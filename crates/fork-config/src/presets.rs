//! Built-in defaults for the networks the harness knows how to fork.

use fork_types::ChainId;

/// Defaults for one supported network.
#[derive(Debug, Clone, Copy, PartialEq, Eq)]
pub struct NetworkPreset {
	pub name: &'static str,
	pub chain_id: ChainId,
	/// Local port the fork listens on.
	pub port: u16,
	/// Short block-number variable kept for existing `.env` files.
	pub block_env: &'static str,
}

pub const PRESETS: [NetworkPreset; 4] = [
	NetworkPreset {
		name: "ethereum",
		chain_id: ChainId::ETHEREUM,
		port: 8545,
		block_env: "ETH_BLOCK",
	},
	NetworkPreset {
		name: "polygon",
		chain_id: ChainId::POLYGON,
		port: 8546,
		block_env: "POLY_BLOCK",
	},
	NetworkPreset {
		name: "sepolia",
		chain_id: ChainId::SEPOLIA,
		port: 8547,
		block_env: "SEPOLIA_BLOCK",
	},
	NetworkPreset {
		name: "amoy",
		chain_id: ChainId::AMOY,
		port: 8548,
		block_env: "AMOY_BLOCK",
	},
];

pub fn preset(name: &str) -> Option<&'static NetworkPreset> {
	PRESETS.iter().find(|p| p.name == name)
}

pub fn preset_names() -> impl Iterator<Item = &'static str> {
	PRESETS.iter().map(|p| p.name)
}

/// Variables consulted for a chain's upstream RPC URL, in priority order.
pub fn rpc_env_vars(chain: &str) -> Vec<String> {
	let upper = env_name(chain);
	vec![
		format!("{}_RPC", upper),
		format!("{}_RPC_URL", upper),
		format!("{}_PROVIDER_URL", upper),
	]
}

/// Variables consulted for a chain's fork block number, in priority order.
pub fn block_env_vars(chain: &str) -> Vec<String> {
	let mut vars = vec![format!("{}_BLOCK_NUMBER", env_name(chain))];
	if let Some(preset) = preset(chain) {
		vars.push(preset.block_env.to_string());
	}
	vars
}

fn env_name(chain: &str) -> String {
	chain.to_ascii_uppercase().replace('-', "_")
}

* _EXERCISE BRIEF_
Show all lines in the records above that hold "consulted".

* _WRITTEN REPLY_
/// Variables consulted for a chain's upstream RPC URL, in priority order.
/// Variables consulted for a chain's fork block number, in priority order.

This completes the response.